The Dodgers center fielder could imitate them perfectly, former teammate Wes Parker recalled — until the pitch came.
"And then he was Willie Davis," Parker said Thursday.
Davis, whose greatest asset was speed, not power, found a winning formula late in the 1969 season after duplicating the mechanics of Matty Alou, a diminutive spray hitter from the Pittsburgh Pirates. It was this approach that enabled Davis to embark on the Dodgers-record 31-game hitting streak that is being threatened by Andre Ethier.
"If you want to put your finger on one thing, it was that he changed to a batting style that he should have used all his career: choking up on the bat, a short, compact swing and not trying to pull the ball," said Maury Wills, the former Dodgers shortstop.
Davis didn't make much of his burgeoning streak until late August, when he neared the franchise record of 29 games that had been set in 1916 by Zach Wheat of the Brooklyn Robins. The Dodgers were engaged in a heated five-way race in the National League West, but soon there was a dual focus around the organization.
Reporters started asking Davis about the streak before games and Dodgers owner Walter O'Malley, who had given Sandy Koufax $500 for each of his no-hitters and Don Drysdale's wife a string of 56 pearls after the right-hander pitched 56 consecutive scoreless innings, promised to reward Davis handsomely if he broke Tommy Holmes' National League record of hitting safely in 37 consecutive games.
Davis, who was 69 when he died of natural causes in 2010, may have benefited from a break or two along the way. He extended his streak to 27 games with a sharp grounder to Philadelphia's Richie Allen that the first baseman lost from his glove as Davis crossed the bag. The official scorer contemplated the play for several minutes before ruling it a hit.
"Given Willie's speed and the difficulty of the play, I thought it was a hit all the way," said Ross Newhan, the Hall of Fame baseball writer who then covered the Dodgers for The Times.
After tying Wheat's franchise record Sept. 1 with a second-inning to single to center field, Davis received a good-luck telegram from the record-holder the following day before taking the field against the New York Mets at Dodger Stadium. Wheat was then 81 and living in Missouri.

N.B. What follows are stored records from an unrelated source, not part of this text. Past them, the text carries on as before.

use std::collections::HashSet;

use indexmap::IndexMap;

use super::types::NormalizedName;

/// A resolved property type.
#[derive(Debug, Clone, PartialEq)]
pub enum IrType {
    String,
    Boolean,
    Integer,
    Number,
    /// `datetime`, `date-only`, `time-only`, `datetime-only`.
    DateTime,
    /// Untyped object.
    Object,
    /// Array with optional item type.
    Array(Option<Box<IrType>>),
    /// Reference to a declared type by its key.
    Ref(String),
    Any,
}

/// What a generated model class extends.
#[derive(Debug, Clone, PartialEq)]
pub enum IrParent {
    /// The untyped-data base class.
    JsonObject,
    /// Another generated model (class name).
    Model(String),
    /// Explicit `generator-type` override, emitted verbatim.
    Custom(String),
}

/// A property of a model.
#[derive(Debug, Clone)]
pub struct IrProperty {
    /// `original` is the raw data key.
    pub name: NormalizedName,
    /// PHP property name; equals the raw key whenever that is a valid identifier.
    pub field: String,
    pub getter: String,
    pub prop_type: IrType,
    pub description: Option<String>,
    /// Skip the return type declaration under strict types.
    pub ignore_strict: bool,
}

/// A class constant generated from a string enum value.
#[derive(Debug, Clone, PartialEq)]
pub struct IrEnumConstant {
    pub name: String,
    pub value: String,
}

/// A declared type turned into a model class.
#[derive(Debug, Clone)]
pub struct IrModel {
    /// Key the type is declared under.
    pub key: String,
    /// Generated class name.
    pub name: String,
    pub description: Option<String>,
    pub parent: IrParent,
    pub properties: Vec<IrProperty>,
    pub constants: Vec<IrEnumConstant>,
    /// Discriminator property, set on the base of a polymorphic family.
    pub discriminator: Option<String>,
    /// Value selecting this class within its family.
    pub discriminator_value: Option<String>,
    pub generate_collection: bool,
    /// `generator-ignore`: registered for lookups but not emitted.
    pub ignored: bool,
}

/// A concrete subclass selected by a discriminator value.
#[derive(Debug, Clone, PartialEq)]
pub struct IrDiscriminatorVariant {
    pub value: String,
    pub class: String,
}

/// Discriminator of a polymorphic family.
#[derive(Debug, Clone, PartialEq)]
pub struct IrDiscriminator {
    pub property: String,
    pub variants: Vec<IrDiscriminatorVariant>,
}

/// Cross-type lookup tables built once per generation run.
///
/// Maps declared type keys to class names (the display-name map) and base
/// classes to their discriminator variants (the discriminator map). Renderers
/// receive it read-only.
#[derive(Debug, Clone, Default)]
pub struct TypeRegistry {
    display_names: IndexMap<String, String>,
    collections: HashSet<String>,
    discriminators: IndexMap<String, IrDiscriminator>,
}

impl TypeRegistry {
    pub fn new() -> Self {
        Self::default()
    }

    pub fn insert_type(&mut self, key: &str, class: &str) {
        self.display_names.insert(key.to_string(), class.to_string());
    }

    pub fn mark_collection(&mut self, key: &str) {
        self.collections.insert(key.to_string());
    }

    pub fn insert_discriminator(&mut self, class: &str, property: &str) {
        self.discriminators
            .entry(class.to_string())
            .or_insert_with(|| IrDiscriminator {
                property: property.to_string(),
                variants: Vec::new(),
            })
            .property = property.to_string();
    }

    pub fn insert_variant(&mut self, base_class: &str, value: &str, class: &str) {
        if let Some(entry) = self.discriminators.get_mut(base_class) {
            entry.variants.push(IrDiscriminatorVariant {
                value: value.to_string(),
                class: class.to_string(),
            });
        }
    }

    /// Class name generated for a declared type key.
    pub fn display_name(&self, key: &str) -> Option<&str> {
        self.display_names.get(key).map(String::as_str)
    }

    pub fn contains(&self, key: &str) -> bool {
        self.display_names.contains_key(key)
    }

    /// Whether a `<Class>Collection` is generated for the type key.
    pub fn has_collection(&self, key: &str) -> bool {
        self.collections.contains(key)
    }

    /// Discriminator of the family whose base class is `class`.
    pub fn discriminator(&self, class: &str) -> Option<&IrDiscriminator> {
        self.discriminators.get(class)
    }

    pub fn display_names(&self) -> impl Iterator<Item = (&str, &str)> {
        self.display_names
            .iter()
            .map(|(k, v)| (k.as_str(), v.as_str()))
    }

    pub fn discriminators(&self) -> impl Iterator<Item = (&str, &IrDiscriminator)> {
        self.discriminators.iter().map(|(k, v)| (k.as_str(), v))
    }
}
use indexmap::IndexMap;
use serde::{Deserialize, Serialize};

/// An annotation application (`(generator-type): Foo`).
///
/// The RAML parser wraps values as `{ name, structuredValue }`; plain values
/// are accepted as well.
#[derive(Debug, Clone, PartialEq, Serialize, Deserialize)]
#[serde(untagged)]
pub enum Annotation {
    Structured {
        #[serde(default)]
        name: Option<String>,
        #[serde(rename = "structuredValue")]
        structured_value: serde_json::Value,
    },
    Plain(serde_json::Value),
}

impl Annotation {
    pub fn value(&self) -> &serde_json::Value {
        match self {
            Annotation::Structured {
                structured_value, ..
            } => structured_value,
            Annotation::Plain(value) => value,
        }
    }

    /// Annotation value as a string, if it is one.
    pub fn as_str(&self) -> Option<&str> {
        self.value().as_str()
    }

    /// Whether the annotation is switched on. A bare annotation (null value)
    /// counts as enabled; only an explicit `false` disables it.
    pub fn is_enabled(&self) -> bool {
        !matches!(self.value(), serde_json::Value::Bool(false))
    }
}

pub type Annotations = IndexMap<String, Annotation>;

/// Annotation names understood by the generator.
pub mod names {
    pub const METHOD_NAME: &str = "client.methodName";
    pub const DISPLAY_NAME: &str = "client.displayName";
    pub const GENERATOR_IGNORE: &str = "generator-ignore";
    pub const GENERATOR_TYPE: &str = "generator-type";
    pub const GENERATE_COLLECTION: &str = "generate-collection";
    pub const IGNORE_STRICT: &str = "generator-ignore-strict";
}

/// Look up an enabled annotation.
pub fn enabled<'a>(annotations: &'a Annotations, name: &str) -> Option<&'a Annotation> {
    annotations.get(name).filter(|a| a.is_enabled())
}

Davis broke the record with a sixth-inning double, bowing his head in response to a standing ovation. But he was more focused afterward on his ninth-inning strikeout that stranded two baserunners during a one-run loss.
He avenged the failure the next day with a ninth-inning double that drove in Wills with the winning run against the New York Mets and stretched his streak to 31 games, the longest in baseball since Dom DiMaggio's 34-game streak in 1949.
The streak ended Sept. 4 when Davis went 0 for 4 against San Diego. He hit .435 during the streak, raising his average from .262 to .316 and winning a legion of admirers by realizing his immense potential.
The Dodgers faded over the final month of the season, finishing fourth in their division. Davis' final batting average was .311, a threshold he never reached again over an 18-year career that included 13 productive seasons with the Dodgers. He still has more hits, extra-base hits, triples, runs scored, at-bats and total bases than any Dodger during their years in Los Angeles starting in 1958.
Still, his former teammates said the fleet-footed outfielder who played in two All-Star games and won three Gold Gloves could have done more.
"He's not in the Hall of Fame and he had as much talent as any Hall of Famer ever," said Parker, who played first base for the Dodgers from 1964-72. "He wasn't satisfied with being a singles hitter. He wanted to hit home runs, and it killed him because it took away his biggest advantage, his speed. He was the fastest man in baseball."
Nevertheless, Wills said he believed Davis wouldn't mind if Ethier took his record this weekend.
"I really feel in my heart," Wills said, "that Willie is pulling for him to break it."
Times researcher Robin Mayper contributed to this report.